With big hugs and wide smiles, McLaren Racing CEO Zak Brown exuberantly celebrated the first podium finish of Lando Norris’ Formula One career. His exuberance earned a warning from Formula One and FIA officials during the era of the novel coronavirus (COVID-19) pandemic and subsequent F1 testing.

“Obviously I got excited with Lando on the podium and embraced him after the race,” Brown said with a laugh during a news conference Friday. “You get caught up in the emotion and excitement of the event, but it was suggested maybe I don’t do that again if we get a podium anytime soon.”

MASK WARNING: NASCAR tells teams to avoid ‘complacency’

Now in its second race weekend of 2020, F1 has taken an aggressive approach to maintain a paddock free of COVID-19. Before teams hit the track last week for the season-opening Austrian Grand Prix, F1 and FIA officials said more than 4,000 tests were conducted over a week with no positive tests.

In order to enter the track, any F1 personnel (which includes drivers and team members) must have a negative COVID-19 test. Private testing was used ahead of those traveling to Austria. After entering the track, personnel are tested every five days with private medical teams at events along with extra screening.

The results of F1 COVID-19 testing also will be made public every seven days. More than 8,000 tests were conducted through Saturday.
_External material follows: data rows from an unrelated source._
//! The mutable vector clock owned by a single process (miner or validator).

use shared_types::clock::{ProcessId, VectorClockSnapshot};
use std::collections::BTreeMap;

/// How one clock's state relates to another's.
#[derive(Debug, Clone, Copy, PartialEq, Eq)]
pub enum Ordering {
    Before,
    After,
    Concurrent,
    Equal,
}

/// A process-local vector clock.
///
/// Mutated only through `increment` (a local event) or `merge` (on message
/// receipt). Callers never get a live reference to `values` — `snapshot`
/// hands back an owned copy so readers can't observe a torn write.
#[derive(Debug, Clone)]
pub struct VectorClock {
    process_id: ProcessId,
    values: BTreeMap<ProcessId, u64>,
}

impl VectorClock {
    pub fn new(process_id: ProcessId) -> Self {
        Self {
            process_id,
            values: BTreeMap::new(),
        }
    }

    pub fn process_id(&self) -> ProcessId {
        self.process_id
    }

    /// Post-increments this process's own component and returns the new value.
    pub fn increment(&mut self) -> u64 {
        let entry = self.values.entry(self.process_id).or_insert(0);
        *entry += 1;
        *entry
    }

    /// Point-wise maximum against `other`, followed by a local `increment`.
    pub fn merge(&mut self, other: &VectorClockSnapshot) {
        for (&pid, &value) in &other.values {
            let entry = self.values.entry(pid).or_insert(0);
            if value > *entry {
                *entry = value;
            }
        }
        self.increment();
    }

    pub fn get(&self, pid: ProcessId) -> u64 {
        self.values.get(&pid).copied().unwrap_or(0)
    }

    /// Owned copy for callers that need to hold a point-in-time view.
    pub fn snapshot(&self, timestamp: i64) -> VectorClockSnapshot {
        VectorClockSnapshot {
            process_id: self.process_id,
            values: self.values.clone(),
            timestamp,
        }
    }

    pub fn compare(&self, other: &VectorClockSnapshot) -> Ordering {
        compare_snapshots(&self.snapshot(0), other)
    }
}

/// Compares two snapshots without requiring a live `VectorClock`.
///
/// `Before` iff every component of `a` is `<=` the matching component of
/// `b` and at least one is strictly less; `After` symmetrically. Two empty
/// clocks compare `Equal`. Anything else is `Concurrent`.
pub fn compare_snapshots(a: &VectorClockSnapshot, b: &VectorClockSnapshot) -> Ordering {
    let mut pids: std::collections::BTreeSet<ProcessId> = a.values.keys().copied().collect();
    pids.extend(b.values.keys().copied());

    if pids.is_empty() {
        return Ordering::Equal;
    }

    let mut a_less = false;
    let mut a_greater = false;

    for pid in pids {
        let av = a.get(pid);
        let bv = b.get(pid);
        match av.cmp(&bv) {
            std::cmp::Ordering::Less => a_less = true,
            std::cmp::Ordering::Greater => a_greater = true,
            std::cmp::Ordering::Equal => {}
        }
    }

    match (a_less, a_greater) {
        (true, false) => Ordering::Before,
        (false, true) => Ordering::After,
        (false, false) => Ordering::Equal,
        (true, true) => Ordering::Concurrent,
    }
}
//! Static miner public key distribution.
//!
//! The reference implementation never actually verifies miner signatures
//! (`TODO: Implement proper public key retrieval`). This resolves that open
//! question with the simplest compliant option: a static config map loaded
//! once at startup, keyed by `miner_id`. An on-chain registry would hang off
//! the same lookup interface.

use std::collections::HashMap;

use pocw_signing::{SigningError, VerifyingKey256};

use crate::errors::ValidationError;

pub struct MinerKeyStore {
    keys: HashMap<u32, VerifyingKey256>,
}

impl MinerKeyStore {
    /// Builds the store from `miner_id -> hex-encoded SEC1 public key`
    /// pairs, the shape of the `MINER_PUBLIC_KEYS` config value.
    pub fn from_hex_map(entries: &HashMap<u32, String>) -> Result<Self, SigningError> {
        let mut keys = HashMap::with_capacity(entries.len());
        for (&miner_id, hex_key) in entries {
            keys.insert(miner_id, VerifyingKey256::from_hex(hex_key)?);
        }
        Ok(Self { keys })
    }

    pub fn lookup(&self, miner_id: u32) -> Result<&VerifyingKey256, ValidationError> {
        self.keys.get(&miner_id).ok_or(ValidationError::UnknownMinerKey(miner_id))
    }
}

#[cfg(test)]
mod tests {
    use super::*;
    use rand::rngs::OsRng;

    #[test]
    fn unknown_miner_is_rejected() {
        let store = MinerKeyStore::from_hex_map(&HashMap::new()).unwrap();
        assert_eq!(store.lookup(1), Err(ValidationError::UnknownMinerKey(1)));
    }

    #[test]
    fn known_miner_resolves() {
        let key = p256::ecdsa::SigningKey::random(&mut OsRng);
        let signer = pocw_signing::Signer256::from_hex(&hex::encode(key.to_bytes())).unwrap();
        let public_hex = signer.verifying_key().to_sec1_hex();

        let mut entries = HashMap::new();
        entries.insert(1u32, public_hex);
        let store = MinerKeyStore::from_hex_map(&entries).unwrap();

        assert!(store.lookup(1).is_ok());
    }
}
It’s a much different tack from NASCAR and IndyCar, neither of which is conducting COVID-19 testing (and with NASCAR recently distributing that warned teams of “complacency with protocols).

Though Brown, who also oversees Arrow McLaren SP Motorsports in IndyCar, demurred when asked whether the U.S.-based series should be taking a cue, he praised F1 COVID-19 testing for being a best-in-class example.

“I don’t know exactly what every other racing series is doing, so it would be difficult for me to say they’re doing it right or wrong,” Brown said from Austria. “All I can really do is speak to what Formula One is doing, and they’re doing an unbelievable job with 5,000 tests, and people flying in from different parts of the world. The minute that someone — and there’s not been many instances – has taken a mask off, you’re getting a letter or a phone call saying put your mask back on.

“I think all sports should be looking at all sports and seeing who’s doing what and what are our best practices, but I’ve got nothing but great things to say about how the FIA and Formula One and the countries they’re racing in are executing because it feels extremely safe here.”

Brown said it’s unlikely the European-based circuit will do F1 COVID-19 testing at races in the United States, Brazil, Mexico and Canada because the events likely will be scrubbed. Circuit of The Americas in Austin, Texas, was scheduled to play host to F1 on the Oct. 23-25 race weekend but just canceled its MotoGP race.

“We’d very much like to race at all those circuits,” Brown said. “Unfortunately, my opinion is it’s probably unlikely we’ll race at any of those venues this year. That’s obviously due to the COVID situation. … Let’s see what happens, but certainly it seems like the spikes in Texas are pretty severe and Brazil and Mexico and Canada a little less so. But if we miss them this year, we certainly look forward to going back to those venues next year.”